THE TASK: Find and copy the lines in the records beneath this task that contain the word "shutdown".
START SOURCE INFORMATION
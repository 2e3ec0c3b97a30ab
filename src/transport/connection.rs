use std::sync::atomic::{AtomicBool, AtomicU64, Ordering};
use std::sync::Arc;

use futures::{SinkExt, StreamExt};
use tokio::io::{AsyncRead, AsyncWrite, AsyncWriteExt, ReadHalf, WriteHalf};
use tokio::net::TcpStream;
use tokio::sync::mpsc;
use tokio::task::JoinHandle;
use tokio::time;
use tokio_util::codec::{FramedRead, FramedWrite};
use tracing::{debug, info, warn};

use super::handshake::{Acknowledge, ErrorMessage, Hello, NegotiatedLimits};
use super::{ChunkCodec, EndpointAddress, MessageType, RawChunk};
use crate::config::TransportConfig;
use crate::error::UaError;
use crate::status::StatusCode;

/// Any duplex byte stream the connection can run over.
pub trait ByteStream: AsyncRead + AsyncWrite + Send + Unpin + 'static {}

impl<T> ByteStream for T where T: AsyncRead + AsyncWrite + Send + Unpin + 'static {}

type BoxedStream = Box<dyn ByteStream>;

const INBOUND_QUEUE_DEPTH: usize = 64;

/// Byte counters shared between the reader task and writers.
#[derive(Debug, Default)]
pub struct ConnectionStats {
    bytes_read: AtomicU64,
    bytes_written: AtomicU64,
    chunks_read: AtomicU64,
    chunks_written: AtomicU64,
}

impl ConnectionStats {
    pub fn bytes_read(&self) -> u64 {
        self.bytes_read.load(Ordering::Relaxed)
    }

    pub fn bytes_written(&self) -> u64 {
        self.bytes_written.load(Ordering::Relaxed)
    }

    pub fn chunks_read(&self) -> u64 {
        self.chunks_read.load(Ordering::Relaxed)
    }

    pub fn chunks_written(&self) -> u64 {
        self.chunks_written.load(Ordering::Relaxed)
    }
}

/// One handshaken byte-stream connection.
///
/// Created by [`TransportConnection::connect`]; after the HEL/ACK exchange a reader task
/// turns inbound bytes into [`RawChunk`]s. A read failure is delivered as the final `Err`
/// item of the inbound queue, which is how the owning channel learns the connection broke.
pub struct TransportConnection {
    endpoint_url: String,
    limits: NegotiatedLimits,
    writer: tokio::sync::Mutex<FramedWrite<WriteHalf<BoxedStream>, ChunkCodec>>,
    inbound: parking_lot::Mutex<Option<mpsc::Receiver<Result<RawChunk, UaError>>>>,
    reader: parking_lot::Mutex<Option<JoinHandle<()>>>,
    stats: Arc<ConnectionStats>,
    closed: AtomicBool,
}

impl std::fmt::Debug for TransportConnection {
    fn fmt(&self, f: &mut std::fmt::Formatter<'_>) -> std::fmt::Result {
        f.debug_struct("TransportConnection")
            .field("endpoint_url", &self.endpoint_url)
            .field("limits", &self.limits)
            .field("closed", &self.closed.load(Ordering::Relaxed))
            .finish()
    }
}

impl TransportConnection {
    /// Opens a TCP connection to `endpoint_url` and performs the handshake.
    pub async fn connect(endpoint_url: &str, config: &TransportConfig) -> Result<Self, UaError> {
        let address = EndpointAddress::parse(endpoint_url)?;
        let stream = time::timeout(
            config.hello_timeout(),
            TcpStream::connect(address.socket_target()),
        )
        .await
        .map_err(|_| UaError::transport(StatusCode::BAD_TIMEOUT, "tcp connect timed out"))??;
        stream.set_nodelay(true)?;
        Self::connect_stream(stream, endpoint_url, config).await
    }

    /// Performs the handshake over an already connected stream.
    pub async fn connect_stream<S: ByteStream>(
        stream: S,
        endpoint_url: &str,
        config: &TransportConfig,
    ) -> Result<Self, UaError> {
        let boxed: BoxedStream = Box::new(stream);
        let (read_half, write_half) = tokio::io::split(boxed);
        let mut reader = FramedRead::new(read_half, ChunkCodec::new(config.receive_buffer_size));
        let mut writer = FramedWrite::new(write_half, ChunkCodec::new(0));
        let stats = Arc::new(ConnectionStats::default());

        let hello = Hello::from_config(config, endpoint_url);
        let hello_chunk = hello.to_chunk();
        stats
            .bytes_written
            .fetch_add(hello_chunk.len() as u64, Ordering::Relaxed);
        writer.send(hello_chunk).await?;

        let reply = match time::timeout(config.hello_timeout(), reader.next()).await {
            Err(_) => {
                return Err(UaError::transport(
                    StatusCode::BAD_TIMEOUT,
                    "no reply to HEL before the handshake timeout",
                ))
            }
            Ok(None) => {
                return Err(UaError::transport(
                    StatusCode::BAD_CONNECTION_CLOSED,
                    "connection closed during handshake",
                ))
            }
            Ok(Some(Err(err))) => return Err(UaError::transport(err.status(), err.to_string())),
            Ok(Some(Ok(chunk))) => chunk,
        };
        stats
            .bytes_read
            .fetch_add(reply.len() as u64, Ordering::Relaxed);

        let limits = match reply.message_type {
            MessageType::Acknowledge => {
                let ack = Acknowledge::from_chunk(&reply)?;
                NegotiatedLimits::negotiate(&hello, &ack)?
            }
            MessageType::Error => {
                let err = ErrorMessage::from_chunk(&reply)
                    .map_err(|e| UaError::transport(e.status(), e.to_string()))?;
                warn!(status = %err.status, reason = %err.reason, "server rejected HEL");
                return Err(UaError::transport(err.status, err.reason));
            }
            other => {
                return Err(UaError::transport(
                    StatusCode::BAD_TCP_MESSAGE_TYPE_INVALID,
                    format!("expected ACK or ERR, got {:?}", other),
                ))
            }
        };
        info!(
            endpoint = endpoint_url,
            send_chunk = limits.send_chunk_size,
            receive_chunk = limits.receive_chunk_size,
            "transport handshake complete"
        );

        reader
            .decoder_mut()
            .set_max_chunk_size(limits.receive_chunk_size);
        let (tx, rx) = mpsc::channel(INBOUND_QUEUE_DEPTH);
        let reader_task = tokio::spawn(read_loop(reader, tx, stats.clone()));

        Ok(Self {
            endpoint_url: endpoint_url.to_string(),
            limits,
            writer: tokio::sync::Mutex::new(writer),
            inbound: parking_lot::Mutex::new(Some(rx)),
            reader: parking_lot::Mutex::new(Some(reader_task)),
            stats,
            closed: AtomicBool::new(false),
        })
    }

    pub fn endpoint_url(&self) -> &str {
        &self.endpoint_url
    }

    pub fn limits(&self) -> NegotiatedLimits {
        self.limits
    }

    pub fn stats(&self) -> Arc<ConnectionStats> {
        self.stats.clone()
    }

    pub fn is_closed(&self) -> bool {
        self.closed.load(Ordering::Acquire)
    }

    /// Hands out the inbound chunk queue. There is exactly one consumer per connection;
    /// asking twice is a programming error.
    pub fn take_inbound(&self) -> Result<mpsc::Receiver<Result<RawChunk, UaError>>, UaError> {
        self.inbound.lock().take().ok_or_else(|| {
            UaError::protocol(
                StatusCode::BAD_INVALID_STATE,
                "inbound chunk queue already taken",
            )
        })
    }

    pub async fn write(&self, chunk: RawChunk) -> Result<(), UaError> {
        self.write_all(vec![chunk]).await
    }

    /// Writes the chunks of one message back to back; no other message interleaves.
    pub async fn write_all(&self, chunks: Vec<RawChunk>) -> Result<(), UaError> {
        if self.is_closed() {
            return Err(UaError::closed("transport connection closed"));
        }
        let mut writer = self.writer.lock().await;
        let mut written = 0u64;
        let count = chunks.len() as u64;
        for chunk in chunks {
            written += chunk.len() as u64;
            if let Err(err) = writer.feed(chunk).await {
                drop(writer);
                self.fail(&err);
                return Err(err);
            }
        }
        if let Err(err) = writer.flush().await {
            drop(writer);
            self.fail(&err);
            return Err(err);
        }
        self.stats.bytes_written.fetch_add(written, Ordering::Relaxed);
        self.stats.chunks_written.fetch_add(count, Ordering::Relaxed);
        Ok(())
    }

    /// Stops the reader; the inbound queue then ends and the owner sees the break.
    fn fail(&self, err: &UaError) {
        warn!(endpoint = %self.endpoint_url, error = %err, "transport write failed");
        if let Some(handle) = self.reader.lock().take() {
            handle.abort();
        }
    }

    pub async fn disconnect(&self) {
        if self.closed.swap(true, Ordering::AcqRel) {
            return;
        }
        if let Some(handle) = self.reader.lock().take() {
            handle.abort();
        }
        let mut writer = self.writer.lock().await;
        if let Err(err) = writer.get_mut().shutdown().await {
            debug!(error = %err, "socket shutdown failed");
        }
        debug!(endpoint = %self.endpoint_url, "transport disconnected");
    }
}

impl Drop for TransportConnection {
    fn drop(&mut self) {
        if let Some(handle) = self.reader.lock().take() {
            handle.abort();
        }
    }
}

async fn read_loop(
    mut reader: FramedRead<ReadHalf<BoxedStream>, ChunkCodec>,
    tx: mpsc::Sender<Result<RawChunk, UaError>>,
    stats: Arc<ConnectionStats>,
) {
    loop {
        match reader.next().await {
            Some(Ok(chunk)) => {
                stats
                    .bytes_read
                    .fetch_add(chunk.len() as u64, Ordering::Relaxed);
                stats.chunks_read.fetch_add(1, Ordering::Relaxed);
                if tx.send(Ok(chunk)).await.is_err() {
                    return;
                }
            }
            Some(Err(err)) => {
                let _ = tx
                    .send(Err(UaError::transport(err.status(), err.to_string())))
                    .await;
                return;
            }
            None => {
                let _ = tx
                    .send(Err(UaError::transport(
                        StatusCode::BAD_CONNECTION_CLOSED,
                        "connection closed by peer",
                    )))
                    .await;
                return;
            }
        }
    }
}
END SOURCE INFORMATION
START SOURCE INFORMATION
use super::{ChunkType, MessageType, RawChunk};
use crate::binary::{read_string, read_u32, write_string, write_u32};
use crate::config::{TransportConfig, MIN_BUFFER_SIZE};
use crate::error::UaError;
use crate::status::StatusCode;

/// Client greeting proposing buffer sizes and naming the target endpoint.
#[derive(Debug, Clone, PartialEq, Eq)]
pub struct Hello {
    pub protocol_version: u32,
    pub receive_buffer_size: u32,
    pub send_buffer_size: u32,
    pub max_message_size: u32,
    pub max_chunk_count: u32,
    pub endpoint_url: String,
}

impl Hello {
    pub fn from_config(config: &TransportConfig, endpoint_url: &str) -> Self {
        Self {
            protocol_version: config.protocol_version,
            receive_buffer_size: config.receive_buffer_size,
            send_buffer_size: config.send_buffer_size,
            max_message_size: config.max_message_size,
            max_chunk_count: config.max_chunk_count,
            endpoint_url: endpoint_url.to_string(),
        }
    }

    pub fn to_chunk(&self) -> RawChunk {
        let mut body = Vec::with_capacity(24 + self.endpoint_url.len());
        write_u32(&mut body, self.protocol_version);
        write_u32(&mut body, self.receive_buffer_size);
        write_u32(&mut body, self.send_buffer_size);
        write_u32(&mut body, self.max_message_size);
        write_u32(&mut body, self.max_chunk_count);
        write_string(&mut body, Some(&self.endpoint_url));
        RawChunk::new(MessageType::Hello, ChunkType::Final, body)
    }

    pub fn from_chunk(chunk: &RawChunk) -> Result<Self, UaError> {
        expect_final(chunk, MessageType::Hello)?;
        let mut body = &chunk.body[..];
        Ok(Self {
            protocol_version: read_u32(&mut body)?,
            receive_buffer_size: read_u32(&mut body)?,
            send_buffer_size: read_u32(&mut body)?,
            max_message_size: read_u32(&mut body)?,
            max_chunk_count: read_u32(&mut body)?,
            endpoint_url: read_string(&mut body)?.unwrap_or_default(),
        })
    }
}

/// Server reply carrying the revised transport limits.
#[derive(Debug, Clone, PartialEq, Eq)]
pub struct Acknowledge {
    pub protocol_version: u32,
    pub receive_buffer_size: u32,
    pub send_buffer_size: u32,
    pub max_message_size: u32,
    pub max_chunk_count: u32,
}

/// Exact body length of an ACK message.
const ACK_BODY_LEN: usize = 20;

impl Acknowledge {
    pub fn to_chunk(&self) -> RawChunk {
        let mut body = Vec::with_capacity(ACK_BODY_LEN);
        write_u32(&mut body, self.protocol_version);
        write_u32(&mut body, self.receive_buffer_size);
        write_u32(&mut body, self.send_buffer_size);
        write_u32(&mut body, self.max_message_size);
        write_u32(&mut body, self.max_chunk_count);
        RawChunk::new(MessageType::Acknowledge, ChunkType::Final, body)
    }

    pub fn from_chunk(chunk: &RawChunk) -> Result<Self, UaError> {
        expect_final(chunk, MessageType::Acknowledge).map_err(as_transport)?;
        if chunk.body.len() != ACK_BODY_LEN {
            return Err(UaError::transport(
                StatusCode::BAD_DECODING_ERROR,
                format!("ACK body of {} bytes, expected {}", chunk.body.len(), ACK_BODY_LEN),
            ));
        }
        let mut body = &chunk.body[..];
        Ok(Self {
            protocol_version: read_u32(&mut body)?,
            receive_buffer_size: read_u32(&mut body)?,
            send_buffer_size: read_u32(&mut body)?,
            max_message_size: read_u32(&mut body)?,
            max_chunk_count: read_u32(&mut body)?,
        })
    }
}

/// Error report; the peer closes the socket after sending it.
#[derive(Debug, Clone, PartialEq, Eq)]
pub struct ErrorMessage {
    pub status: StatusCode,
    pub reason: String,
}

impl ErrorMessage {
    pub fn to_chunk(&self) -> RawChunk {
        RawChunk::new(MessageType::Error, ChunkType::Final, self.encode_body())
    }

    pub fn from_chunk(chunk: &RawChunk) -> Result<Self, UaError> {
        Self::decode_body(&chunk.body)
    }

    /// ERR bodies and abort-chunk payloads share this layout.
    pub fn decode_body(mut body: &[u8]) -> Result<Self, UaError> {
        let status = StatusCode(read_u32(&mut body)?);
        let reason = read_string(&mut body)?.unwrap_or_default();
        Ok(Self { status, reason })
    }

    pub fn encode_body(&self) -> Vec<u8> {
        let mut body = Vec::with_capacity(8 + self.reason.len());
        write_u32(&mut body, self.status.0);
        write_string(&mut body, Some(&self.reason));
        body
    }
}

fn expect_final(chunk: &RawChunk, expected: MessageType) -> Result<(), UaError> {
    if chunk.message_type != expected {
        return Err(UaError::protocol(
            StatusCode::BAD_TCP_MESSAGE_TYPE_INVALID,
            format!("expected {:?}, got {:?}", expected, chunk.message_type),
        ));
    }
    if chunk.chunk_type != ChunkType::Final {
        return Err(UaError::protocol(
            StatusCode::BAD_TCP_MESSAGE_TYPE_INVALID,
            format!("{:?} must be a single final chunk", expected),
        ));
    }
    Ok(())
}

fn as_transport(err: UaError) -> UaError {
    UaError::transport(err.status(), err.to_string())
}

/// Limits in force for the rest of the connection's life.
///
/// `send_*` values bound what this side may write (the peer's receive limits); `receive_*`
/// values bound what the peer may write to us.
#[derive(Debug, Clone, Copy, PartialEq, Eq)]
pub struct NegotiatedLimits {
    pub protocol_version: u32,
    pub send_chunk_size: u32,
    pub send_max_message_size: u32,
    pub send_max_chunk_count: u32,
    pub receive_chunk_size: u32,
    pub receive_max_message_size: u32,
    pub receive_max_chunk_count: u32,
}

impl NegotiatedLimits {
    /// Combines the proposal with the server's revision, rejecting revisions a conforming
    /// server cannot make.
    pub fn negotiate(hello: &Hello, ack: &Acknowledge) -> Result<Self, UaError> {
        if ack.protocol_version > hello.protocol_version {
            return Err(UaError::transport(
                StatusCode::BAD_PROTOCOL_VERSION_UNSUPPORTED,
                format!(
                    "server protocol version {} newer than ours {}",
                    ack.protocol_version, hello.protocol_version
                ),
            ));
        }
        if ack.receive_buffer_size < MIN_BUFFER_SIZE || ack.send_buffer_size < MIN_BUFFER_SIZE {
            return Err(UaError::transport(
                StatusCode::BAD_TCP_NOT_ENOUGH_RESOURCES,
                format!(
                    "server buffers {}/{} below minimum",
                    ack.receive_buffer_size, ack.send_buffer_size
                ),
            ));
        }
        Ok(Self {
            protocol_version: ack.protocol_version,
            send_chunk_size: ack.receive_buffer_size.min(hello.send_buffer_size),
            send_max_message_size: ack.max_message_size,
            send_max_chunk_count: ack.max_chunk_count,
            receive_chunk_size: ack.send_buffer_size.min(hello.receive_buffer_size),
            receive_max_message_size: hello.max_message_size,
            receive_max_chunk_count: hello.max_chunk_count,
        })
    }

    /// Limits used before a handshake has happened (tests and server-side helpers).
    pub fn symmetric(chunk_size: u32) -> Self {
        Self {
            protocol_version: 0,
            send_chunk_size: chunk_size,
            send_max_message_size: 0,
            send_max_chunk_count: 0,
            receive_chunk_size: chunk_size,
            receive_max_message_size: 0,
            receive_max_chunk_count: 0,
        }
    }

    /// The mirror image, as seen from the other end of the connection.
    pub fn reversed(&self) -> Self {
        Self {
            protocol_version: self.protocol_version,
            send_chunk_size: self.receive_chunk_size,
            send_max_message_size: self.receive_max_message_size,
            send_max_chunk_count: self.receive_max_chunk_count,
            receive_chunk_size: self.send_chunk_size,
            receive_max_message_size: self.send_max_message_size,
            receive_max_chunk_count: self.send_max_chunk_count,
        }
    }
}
END SOURCE INFORMATION
START SOURCE INFORMATION
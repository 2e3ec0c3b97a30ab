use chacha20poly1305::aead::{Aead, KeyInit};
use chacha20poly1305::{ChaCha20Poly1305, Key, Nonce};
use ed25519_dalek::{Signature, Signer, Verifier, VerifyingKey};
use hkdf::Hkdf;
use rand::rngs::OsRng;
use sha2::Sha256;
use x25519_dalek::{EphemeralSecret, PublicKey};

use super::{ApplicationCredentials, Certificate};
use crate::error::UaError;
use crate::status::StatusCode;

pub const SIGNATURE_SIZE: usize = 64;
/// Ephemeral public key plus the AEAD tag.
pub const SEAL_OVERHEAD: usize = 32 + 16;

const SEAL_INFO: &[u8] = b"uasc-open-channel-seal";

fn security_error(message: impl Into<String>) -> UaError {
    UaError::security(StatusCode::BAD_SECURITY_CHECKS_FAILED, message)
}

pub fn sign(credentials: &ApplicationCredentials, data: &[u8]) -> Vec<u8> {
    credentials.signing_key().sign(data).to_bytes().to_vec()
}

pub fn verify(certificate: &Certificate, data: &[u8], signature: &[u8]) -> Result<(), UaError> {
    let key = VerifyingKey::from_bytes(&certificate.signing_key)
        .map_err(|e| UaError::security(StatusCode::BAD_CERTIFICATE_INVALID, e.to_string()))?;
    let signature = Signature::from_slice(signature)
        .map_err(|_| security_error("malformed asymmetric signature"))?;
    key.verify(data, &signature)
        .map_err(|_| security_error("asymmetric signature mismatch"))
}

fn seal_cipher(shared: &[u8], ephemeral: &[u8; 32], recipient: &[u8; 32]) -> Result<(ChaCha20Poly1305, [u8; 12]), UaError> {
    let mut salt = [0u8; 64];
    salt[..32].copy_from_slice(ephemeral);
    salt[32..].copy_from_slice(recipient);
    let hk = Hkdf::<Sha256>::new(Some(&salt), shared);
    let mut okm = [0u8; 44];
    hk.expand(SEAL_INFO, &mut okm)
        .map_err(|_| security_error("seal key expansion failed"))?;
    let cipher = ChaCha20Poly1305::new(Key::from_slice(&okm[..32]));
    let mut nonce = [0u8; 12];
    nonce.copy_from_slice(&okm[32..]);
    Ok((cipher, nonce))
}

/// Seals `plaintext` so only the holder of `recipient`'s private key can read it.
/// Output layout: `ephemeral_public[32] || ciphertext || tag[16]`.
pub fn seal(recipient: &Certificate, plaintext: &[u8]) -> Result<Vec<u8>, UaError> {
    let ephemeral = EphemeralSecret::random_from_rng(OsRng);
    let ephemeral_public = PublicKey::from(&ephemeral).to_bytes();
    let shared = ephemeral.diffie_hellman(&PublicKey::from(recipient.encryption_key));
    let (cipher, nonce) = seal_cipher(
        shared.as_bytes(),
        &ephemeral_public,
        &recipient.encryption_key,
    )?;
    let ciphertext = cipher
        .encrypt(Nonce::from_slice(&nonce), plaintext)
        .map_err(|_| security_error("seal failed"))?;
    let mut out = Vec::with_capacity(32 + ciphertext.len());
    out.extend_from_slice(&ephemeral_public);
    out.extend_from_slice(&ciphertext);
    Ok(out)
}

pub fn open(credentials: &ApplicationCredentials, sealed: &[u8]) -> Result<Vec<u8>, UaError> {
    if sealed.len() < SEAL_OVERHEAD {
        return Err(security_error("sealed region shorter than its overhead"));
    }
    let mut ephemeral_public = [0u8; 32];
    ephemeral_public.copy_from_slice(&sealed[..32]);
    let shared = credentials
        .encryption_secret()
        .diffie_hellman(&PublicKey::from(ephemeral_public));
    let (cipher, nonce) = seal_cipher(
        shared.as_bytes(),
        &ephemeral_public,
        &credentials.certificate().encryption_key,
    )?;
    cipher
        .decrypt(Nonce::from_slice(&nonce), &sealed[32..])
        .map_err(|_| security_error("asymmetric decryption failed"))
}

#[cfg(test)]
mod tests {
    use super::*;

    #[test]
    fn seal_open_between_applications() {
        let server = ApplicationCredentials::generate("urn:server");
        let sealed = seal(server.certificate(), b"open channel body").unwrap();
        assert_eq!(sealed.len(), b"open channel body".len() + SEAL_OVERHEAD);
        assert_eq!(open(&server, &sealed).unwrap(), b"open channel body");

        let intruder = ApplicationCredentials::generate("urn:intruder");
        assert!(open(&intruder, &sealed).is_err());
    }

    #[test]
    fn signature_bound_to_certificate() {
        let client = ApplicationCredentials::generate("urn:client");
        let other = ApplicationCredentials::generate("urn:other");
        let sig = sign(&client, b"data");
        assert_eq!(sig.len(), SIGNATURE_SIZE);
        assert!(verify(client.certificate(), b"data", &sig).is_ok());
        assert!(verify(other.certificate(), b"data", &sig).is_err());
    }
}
END SOURCE INFORMATION
RESULT FOR THIS EXERCISE:
        if let Err(err) = writer.get_mut().shutdown().await {
            debug!(error = %err, "socket shutdown failed");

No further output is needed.